То есть вы там что‑то ставили и захотелось дальше?

Да, я в студенческом театре занимался. Потом начал писать пьесы. Мы даже выигрывали какие‑то конкурсы студенческих театров. В Хабаровск поехали, получили приз журнала «Студенческий меридиан». За драматургию именно. Тогда я задумался, что, видимо, могу сочинять. Мы уже тогда возили мои тексты. И когда я закончил университет, мне было понятно уже, что я поеду поступать в ГИТИС. Я сразу же собрался и поехал поступать на режиссерский факультет.

А к Анатолию Васильеву случайно попали?

Нет, намеренно.

То есть вы уже про него знали, будучи в Якутии?
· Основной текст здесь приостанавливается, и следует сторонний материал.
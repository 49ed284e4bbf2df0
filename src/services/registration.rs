//! Registration service implementation
//!
//! The enrollment manager. `register` checks its rules in a fixed order so
//! callers always see the first violated rule, then hands the insert to the
//! store's guarded create which re-checks capacity and uniqueness atomically.

use std::sync::Arc;
use chrono::Utc;
use tracing::{debug, info};
use validator::Validate;
use crate::database::RegistrationRepository;
use crate::models::registration::{Registration, RegistrationStatus, CreateRegistrationRequest};
use crate::services::{EventService, StudentService};
use crate::utils::errors::{CampusEventsError, Result};
use crate::utils::logging::{log_registration_action, log_rule_violation};

#[derive(Clone)]
pub struct RegistrationService {
    registrations: Arc<dyn RegistrationRepository>,
    event_service: EventService,
    student_service: StudentService,
}

impl RegistrationService {
    pub fn new(
        registrations: Arc<dyn RegistrationRepository>,
        event_service: EventService,
        student_service: StudentService,
    ) -> Self {
        Self {
            registrations,
            event_service,
            student_service,
        }
    }

    /// Register a student for an event
    ///
    /// Fails with, in order: `EventNotFound`, `CapacityExceeded`,
    /// `StudentNotFound`, `DuplicateRegistration`.
    pub async fn register(&self, request: CreateRegistrationRequest) -> Result<Registration> {
        request.validate()?;

        let event_id = request.event_id;
        let student_id = request.student_id;
        debug!(event_id = event_id, student_id = student_id, "Registering student for event");

        let result = self.check_and_register(request).await;
        match &result {
            Ok(registration) => {
                log_registration_action(event_id, student_id, "registered", Some(registration.status.as_str()))
            }
            Err(e) if !e.is_recoverable() => {}
            Err(e) => log_rule_violation("register", e),
        }
        result
    }

    async fn check_and_register(&self, request: CreateRegistrationRequest) -> Result<Registration> {
        let event_id = request.event_id;
        let student_id = request.student_id;

        let Some(event) = self.event_service.get_event(event_id).await? else {
            return Err(CampusEventsError::EventNotFound { event_id });
        };
        if !self.event_service.has_available_capacity(event_id).await? {
            return Err(CampusEventsError::CapacityExceeded {
                event_id,
                max_capacity: event.max_capacity,
            });
        }
        if self.student_service.get_student(student_id).await?.is_none() {
            return Err(CampusEventsError::StudentNotFound { student_id });
        }
        if self.registrations.find_by_pair(event_id, student_id).await?.is_some() {
            return Err(CampusEventsError::DuplicateRegistration { event_id, student_id });
        }

        self.registrations.create_guarded(request).await
    }

    pub async fn get_registration(&self, id: i64) -> Result<Option<Registration>> {
        self.registrations.find_by_id(id).await
    }

    /// Remove a registration regardless of its status; `false` if absent
    pub async fn cancel_registration(&self, id: i64) -> Result<bool> {
        let Some(registration) = self.registrations.find_by_id(id).await? else {
            return Ok(false);
        };

        let deleted = self.registrations.delete(id).await?;
        if deleted {
            log_registration_action(registration.event_id, registration.student_id, "cancelled", None);
        }
        Ok(deleted)
    }

    pub async fn list_registrations(&self) -> Result<Vec<Registration>> {
        self.registrations.list().await
    }

    /// Oldest first, in sign-up order
    pub async fn registrations_for_event(&self, event_id: i64) -> Result<Vec<Registration>> {
        self.registrations.list_by_event(event_id).await
    }

    pub async fn registrations_for_student(&self, student_id: i64) -> Result<Vec<Registration>> {
        self.registrations.list_by_student(student_id).await
    }

    // Any status may move to any other status.
    pub async fn update_status(&self, id: i64, status: RegistrationStatus) -> Result<Option<Registration>> {
        let updated = self.registrations.update_status(id, status).await?;
        if let Some(registration) = &updated {
            info!(
                registration_id = id,
                event_id = registration.event_id,
                status = status.as_str(),
                "Registration status updated"
            );
        }
        Ok(updated)
    }

    pub async fn is_registered(&self, event_id: i64, student_id: i64) -> Result<bool> {
        Ok(self.registrations.find_by_pair(event_id, student_id).await?.is_some())
    }

    /// Mark attendance at the current time; `None` if the registration is absent
    pub async fn check_in(&self, id: i64) -> Result<Option<Registration>> {
        let checked_in = self.registrations.check_in(id, Utc::now()).await?;
        if let Some(registration) = &checked_in {
            log_registration_action(registration.event_id, registration.student_id, "checked_in", None);
        }
        Ok(checked_in)
    }
}

#[cfg(test)]
mod tests {
    use assert_matches::assert_matches;
    use crate::services::test_support::*;
    use crate::services::ServiceFactory;
    use super::*;

    fn request(event_id: i64, student_id: i64) -> CreateRegistrationRequest {
        CreateRegistrationRequest {
            event_id,
            student_id,
            special_requirements: None,
            notes: None,
        }
    }

    async fn student(services: &ServiceFactory, email: &str) -> i64 {
        services
            .student_service
            .create_student(student_request("Test Student", email))
            .await
            .unwrap()
            .id
    }

    #[tokio::test]
    async fn test_register_defaults() {
        let services = services();
        let event = services.event_service.create_event(event_request("Career Fair", 10)).await.unwrap();
        let student_id = student(&services, "a@u.edu").await;

        let registration = services.registration_service.register(request(event.id, student_id)).await.unwrap();
        assert_eq!(registration.status, RegistrationStatus::Confirmed);
        assert!(!registration.checked_in);
        assert!(registration.check_in_time.is_none());
        assert!(services.registration_service.is_registered(event.id, student_id).await.unwrap());
    }

    #[tokio::test]
    async fn test_capacity_one_scenario() {
        let services = services();
        let event = services.event_service.create_event(event_request("Tiny Seminar", 1)).await.unwrap();
        let first = student(&services, "first@u.edu").await;
        let second = student(&services, "second@u.edu").await;

        services.registration_service.register(request(event.id, first)).await.unwrap();
        let result = services.registration_service.register(request(event.id, second)).await;

        assert_matches!(result, Err(CampusEventsError::CapacityExceeded { max_capacity: 1, .. }));
        assert_eq!(services.event_service.participant_count(event.id).await.unwrap(), 1);
    }

    #[tokio::test]
    async fn test_error_order_event_then_capacity_then_student() {
        let services = services();
        let registrations = &services.registration_service;

        assert_matches!(
            registrations.register(request(77, 88)).await,
            Err(CampusEventsError::EventNotFound { event_id: 77 })
        );

        let full = services.event_service.create_event(event_request("Full Event", 1)).await.unwrap();
        let taker = student(&services, "taker@u.edu").await;
        registrations.register(request(full.id, taker)).await.unwrap();
        // A missing student on a full event still reports capacity first.
        assert_matches!(
            registrations.register(request(full.id, 999)).await,
            Err(CampusEventsError::CapacityExceeded { .. })
        );

        let open = services.event_service.create_event(event_request("Open Event", 5)).await.unwrap();
        assert_matches!(
            registrations.register(request(open.id, 999)).await,
            Err(CampusEventsError::StudentNotFound { student_id: 999 })
        );

        registrations.register(request(open.id, taker)).await.unwrap();
        assert_matches!(
            registrations.register(request(open.id, taker)).await,
            Err(CampusEventsError::DuplicateRegistration { .. })
        );
    }

    #[tokio::test]
    async fn test_cancel_frees_a_spot() {
        let services = services();
        let event = services.event_service.create_event(event_request("Pottery Class", 1)).await.unwrap();
        let first = student(&services, "first@u.edu").await;
        let second = student(&services, "second@u.edu").await;

        let registration = services.registration_service.register(request(event.id, first)).await.unwrap();
        assert!(services.registration_service.cancel_registration(registration.id).await.unwrap());
        assert!(!services.registration_service.cancel_registration(registration.id).await.unwrap());

        services.registration_service.register(request(event.id, second)).await.unwrap();
        assert_eq!(services.event_service.available_capacity(event.id).await.unwrap(), 0);
    }

    #[tokio::test]
    async fn test_status_update_and_check_in() {
        let services = services();
        let event = services.event_service.create_event(event_request("Film Night", 3)).await.unwrap();
        let student_id = student(&services, "film@u.edu").await;
        let registration = services.registration_service.register(request(event.id, student_id)).await.unwrap();

        let waitlisted = services
            .registration_service
            .update_status(registration.id, RegistrationStatus::Waitlisted)
            .await
            .unwrap()
            .unwrap();
        assert_eq!(waitlisted.status, RegistrationStatus::Waitlisted);

        let back = services
            .registration_service
            .update_status(registration.id, RegistrationStatus::Confirmed)
            .await
            .unwrap()
            .unwrap();
        assert_eq!(back.status, RegistrationStatus::Confirmed);

        let checked_in = services.registration_service.check_in(registration.id).await.unwrap().unwrap();
        assert!(checked_in.checked_in);
        assert!(checked_in.check_in_time.is_some());

        assert!(services.registration_service.check_in(999).await.unwrap().is_none());
        assert!(services
            .registration_service
            .update_status(999, RegistrationStatus::Cancelled)
            .await
            .unwrap()
            .is_none());
    }

    #[tokio::test]
    async fn test_listing_orders() {
        let services = services();
        let event = services.event_service.create_event(event_request("Book Club", 10)).await.unwrap();
        let other = services.event_service.create_event(event_request("Chess Club", 10)).await.unwrap();
        let first = student(&services, "first@u.edu").await;
        let second = student(&services, "second@u.edu").await;

        let r1 = services.registration_service.register(request(event.id, first)).await.unwrap();
        let r2 = services.registration_service.register(request(event.id, second)).await.unwrap();
        let r3 = services.registration_service.register(request(other.id, first)).await.unwrap();

        let for_event: Vec<i64> = services
            .registration_service
            .registrations_for_event(event.id)
            .await
            .unwrap()
            .into_iter()
            .map(|r| r.id)
            .collect();
        assert_eq!(for_event, vec![r1.id, r2.id]);

        let for_student: Vec<i64> = services
            .registration_service
            .registrations_for_student(first)
            .await
            .unwrap()
            .into_iter()
            .map(|r| r.id)
            .collect();
        assert_eq!(for_student, vec![r3.id, r1.id]);

        let all = services.registration_service.list_registrations().await.unwrap();
        assert_eq!(all.first().map(|r| r.id), Some(r3.id));
    }
}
Да. Последний год, что я учился в университете, я уже внимательно читал журнал «Театр», изучал и видел, что каждый третий номер был о Васильеве. Он тогда был прямо в топе‑в топе. Он только что получил тогда приз как лучший театральный режиссер Европы. Уже был приглашен в «Комеди Франсез» – первый нефранцузский режиссер, ставить в Дом Мольера! Я уже понимал, что это очень круто. Марк Захаров – тогда для меня это было уже старовато. Нафталин. Любимов со своими революционными матросами. Даже из дикой провинции мне это казалось староватым. А то, что я читал про Васильева, я ж не видел постановок, интернета не было, я читал журнал «Театр» и видел фотографии. И видел, что по‑другому все выставлено: свет по‑другому стоит, актеры как‑то по‑другому движутся. Ну и сами тексты интервью Анатолия Александровича были потрясающе необычными. Я же уже прочитал тогда книгу Юрского «Кто держит паузу», книги Леонида Филатова о театре, я серьезно подошел к изучению вопроса. И уже понимал, что не буду педагогом английского языка. Вот. Поехал в ГИТИС и с первого захода поступил на режиссерский факультет.

Сколько вам лет было?

21.

Для режиссера мало. Стараются старше брать.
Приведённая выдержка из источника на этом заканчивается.